RAW DATA below:

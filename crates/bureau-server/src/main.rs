use axum::{middleware, routing::get, Json, Router};
use serde::Serialize;
use std::sync::Arc;
use tower_http::{cors::CorsLayer, trace::TraceLayer};
use tracing_subscriber::EnvFilter;
use utoipa::OpenApi;
use utoipa_swagger_ui::SwaggerUi;

mod adapters;
mod application;
mod auth;
mod config;
mod models;
mod routes;
mod scheduler;

use adapters::{InMemoryRepository, SystemClock, UuidV4Ids};
use application::{
    DocumentService, FolderService, HrService, MarketingService, PipelineService,
    SignatureService,
};
use bureau::{Clock, Entity, IdGenerator, Repo};
use config::ServerConfig;

/// Application state shared across all routes
#[derive(Clone)]
pub struct AppState {
    pub folder_service: Arc<FolderService>,
    pub document_service: Arc<DocumentService>,
    pub signature_service: Arc<SignatureService>,
    pub hr_service: Arc<HrService>,
    pub marketing_service: Arc<MarketingService>,
    pub pipeline_service: Arc<PipelineService>,
    /// Bearer token for protected routes; `None` disables auth
    pub api_key: Option<Arc<str>>,
}

#[derive(Serialize)]
struct HealthCheck {
    status: String,
    message: String,
    version: String,
}

async fn health_check() -> Json<HealthCheck> {
    Json(HealthCheck {
        status: "ok".to_string(),
        message: "Bureau API is running".to_string(),
        version: env!("CARGO_PKG_VERSION").to_string(),
    })
}

fn repo<T: Entity>(ids: &Arc<dyn IdGenerator>, clock: &Arc<dyn Clock>) -> Repo<T> {
    Arc::new(InMemoryRepository::<T>::new(ids.clone(), clock.clone()))
}

/// Wire the in-memory stores and the application services
pub fn build_state(
    config: &ServerConfig,
    ids: Arc<dyn IdGenerator>,
    clock: Arc<dyn Clock>,
) -> AppState {
    let domain = Arc::new(config.domain.clone());

    let folders = repo(&ids, &clock);
    let documents = repo(&ids, &clock);
    let links = repo(&ids, &clock);
    let workflows = repo(&ids, &clock);
    let notifications = repo(&ids, &clock);
    let employees = repo(&ids, &clock);
    let leave = repo(&ids, &clock);
    let contacts = repo(&ids, &clock);
    let segments = repo(&ids, &clock);
    let deals = repo(&ids, &clock);

    let document_service = Arc::new(DocumentService::new(
        documents.clone(),
        links,
        workflows.clone(),
        folders.clone(),
        domain.clone(),
    ));
    let folder_service = Arc::new(FolderService::new(
        folders,
        document_service.clone(),
        domain.clone(),
    ));
    let signature_service = Arc::new(SignatureService::new(
        workflows,
        documents,
        notifications,
        ids,
        clock.clone(),
        domain.clone(),
    ));
    let hr_service = Arc::new(HrService::new(
        employees,
        leave,
        document_service.clone(),
        clock.clone(),
        domain.clone(),
    ));
    let marketing_service = Arc::new(MarketingService::new(
        contacts.clone(),
        segments,
        deals.clone(),
        document_service.clone(),
        domain.clone(),
    ));
    let pipeline_service = Arc::new(PipelineService::new(
        deals,
        contacts,
        document_service.clone(),
        clock,
        domain,
    ));

    AppState {
        folder_service,
        document_service,
        signature_service,
        hr_service,
        marketing_service,
        pipeline_service,
        api_key: config.api_key.as_deref().map(Arc::from),
    }
}

pub fn build_router(state: AppState) -> Router {
    // Protected routes (require authentication)
    let protected_routes = Router::new()
        .merge(routes::folders::router())
        .merge(routes::documents::router())
        .merge(routes::signatures::router())
        .merge(routes::hr::router())
        .merge(routes::marketing::router())
        .merge(routes::sales::router())
        .layer(middleware::from_fn_with_state(
            state.clone(),
            auth::auth_middleware,
        ));

    // OpenAPI documentation
    let openapi = routes::swagger::ApiDoc::openapi();

    Router::new()
        .merge(SwaggerUi::new("/swagger-ui").url("/api-docs/openapi.json", openapi))
        .route("/health", get(health_check))
        .merge(protected_routes)
        .layer(CorsLayer::permissive())
        .layer(TraceLayer::new_for_http())
        .with_state(state)
}

#[tokio::main]
async fn main() -> anyhow::Result<()> {
    tracing_subscriber::fmt()
        .with_env_filter(
            EnvFilter::try_from_default_env()
                .unwrap_or_else(|_| EnvFilter::new("bureau_server=info,tower_http=info")),
        )
        .init();

    tracing::info!("Bureau API initializing...");
    let config = ServerConfig::from_env()?;

    if config.api_key.is_some() {
        tracing::info!("API key authentication enabled");
    } else {
        tracing::warn!("No BUREAU_API_KEY set - authentication disabled");
    }

    let state = build_state(&config, Arc::new(UuidV4Ids), Arc::new(SystemClock));

    if scheduler::maybe_start_sweeper(state.signature_service.clone(), config.expiry_sweep_secs)
        .is_none()
    {
        tracing::warn!("Signature expiry sweeper disabled");
    }

    let router = build_router(state);
    let listener = tokio::net::TcpListener::bind(&config.bind_addr).await?;

    tracing::info!("Swagger UI: /swagger-ui");
    tracing::info!("Bureau API listening on {}", config.bind_addr);
    axum::serve(listener, router).await?;
    Ok(())
}

#[cfg(test)]
mod tests {
    use super::*;
    use adapters::{ManualClock, SequentialIds};
    use axum::{
        body::{to_bytes, Body},
        http::{header, Method, Request, StatusCode},
    };
    use chrono::TimeZone;
    use serde_json::{json, Value};
    use tower::ServiceExt;

    fn app(api_key: Option<&str>) -> Router {
        let mut config = ServerConfig::default();
        if let Some(key) = api_key {
            config = config.with_api_key(key);
        }
        let start = chrono::Utc
            .with_ymd_and_hms(2026, 3, 2, 9, 0, 0)
            .single()
            .unwrap();
        build_router(build_state(
            &config,
            Arc::new(SequentialIds::new()),
            Arc::new(ManualClock::new(start)),
        ))
    }

    async fn send(app: &Router, method: Method, uri: &str, body: Option<Value>) -> (StatusCode, Value) {
        let mut request = Request::builder().method(method).uri(uri);
        let body = match body {
            Some(json) => {
                request = request.header(header::CONTENT_TYPE, "application/json");
                Body::from(json.to_string())
            }
            None => Body::empty(),
        };
        let response = app
            .clone()
            .oneshot(request.body(body).unwrap())
            .await
            .unwrap();
        let status = response.status();
        let bytes = to_bytes(response.into_body(), usize::MAX).await.unwrap();
        let value = serde_json::from_slice(&bytes).unwrap_or(Value::Null);
        (status, value)
    }

    #[tokio::test]
    async fn test_health_is_public() {
        let app = app(Some("secret"));
        let (status, body) = send(&app, Method::GET, "/health", None).await;
        assert_eq!(status, StatusCode::OK);
        assert_eq!(body["status"], "ok");
    }

    #[tokio::test]
    async fn test_protected_routes_require_bearer_token() {
        let app = app(Some("secret"));
        let (status, _) = send(&app, Method::GET, "/bureau/folders", None).await;
        assert_eq!(status, StatusCode::UNAUTHORIZED);

        let request = Request::builder()
            .uri("/bureau/folders")
            .header(header::AUTHORIZATION, "Bearer secret")
            .body(Body::empty())
            .unwrap();
        let response = app.oneshot(request).await.unwrap();
        assert_eq!(response.status(), StatusCode::OK);
    }

    #[tokio::test]
    async fn test_document_search_ranks_title_matches_first() {
        let app = app(None);
        let (status, folder) = send(
            &app,
            Method::POST,
            "/bureau/folders",
            Some(json!({"name": "Contracts"})),
        )
        .await;
        assert_eq!(status, StatusCode::OK);

        for (title, tags) in [("Invoice March", json!(["billing"])), ("Supplier notes", json!(["invoice"]))] {
            let (status, _) = send(
                &app,
                Method::POST,
                "/bureau/documents",
                Some(json!({
                    "title": title,
                    "folder_id": folder["id"],
                    "mime_type": "application/pdf",
                    "size_bytes": 1024,
                    "tags": tags,
                })),
            )
            .await;
            assert_eq!(status, StatusCode::OK);
        }

        let (status, hits) = send(
            &app,
            Method::POST,
            "/bureau/documents/search",
            Some(json!({"query": "invoice"})),
        )
        .await;
        assert_eq!(status, StatusCode::OK);
        let hits = hits.as_array().unwrap();
        assert_eq!(hits.len(), 2);
        assert_eq!(hits[0]["document"]["title"], "Invoice March");
        assert_eq!(hits[0]["score"], 75);
        assert_eq!(hits[1]["score"], 25);
    }

    #[tokio::test]
    async fn test_domain_errors_surface_as_statuses() {
        let app = app(None);

        let (status, _) = send(
            &app,
            Method::GET,
            "/bureau/deals/00000000-0000-0000-0000-000000000042",
            None,
        )
        .await;
        assert_eq!(status, StatusCode::NOT_FOUND);

        let (status, _) = send(
            &app,
            Method::POST,
            "/bureau/contacts/query",
            Some(json!({"clauses": [{"field": "shoe_size", "operator": "equals", "value": 42}]})),
        )
        .await;
        assert_eq!(status, StatusCode::UNPROCESSABLE_ENTITY);

        let (_, deal) = send(
            &app,
            Method::POST,
            "/bureau/deals",
            Some(json!({"title": "Renewal", "amount": 1200.0, "currency": "eur", "stage": "won"})),
        )
        .await;
        let uri = format!("/bureau/deals/{}/stage", deal["id"].as_str().unwrap());
        let (status, _) = send(&app, Method::POST, &uri, Some(json!({"stage": "lead"}))).await;
        assert_eq!(status, StatusCode::CONFLICT);
    }

    #[tokio::test]
    async fn test_pipeline_summary_covers_every_stage() {
        let app = app(None);
        let (status, _) = send(
            &app,
            Method::POST,
            "/bureau/deals",
            Some(json!({"title": "Audit", "amount": 5000.0, "currency": "EUR"})),
        )
        .await;
        assert_eq!(status, StatusCode::OK);

        let (status, summary) = send(&app, Method::GET, "/bureau/pipeline", None).await;
        assert_eq!(status, StatusCode::OK);
        let summary = summary.as_array().unwrap();
        assert_eq!(summary.len(), bureau::DealStage::ALL.len());
        assert_eq!(summary[0]["stage"], "lead");
        assert_eq!(summary[0]["count"], 1);
    }
}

End of RAW DATA.

[WORK INSTRUCTION] Across all the records above, find each line with "builder" in it and copy it.

[RESPONSE AREA]
        let mut request = Request::builder().method(method).uri(uri);
        let request = Request::builder()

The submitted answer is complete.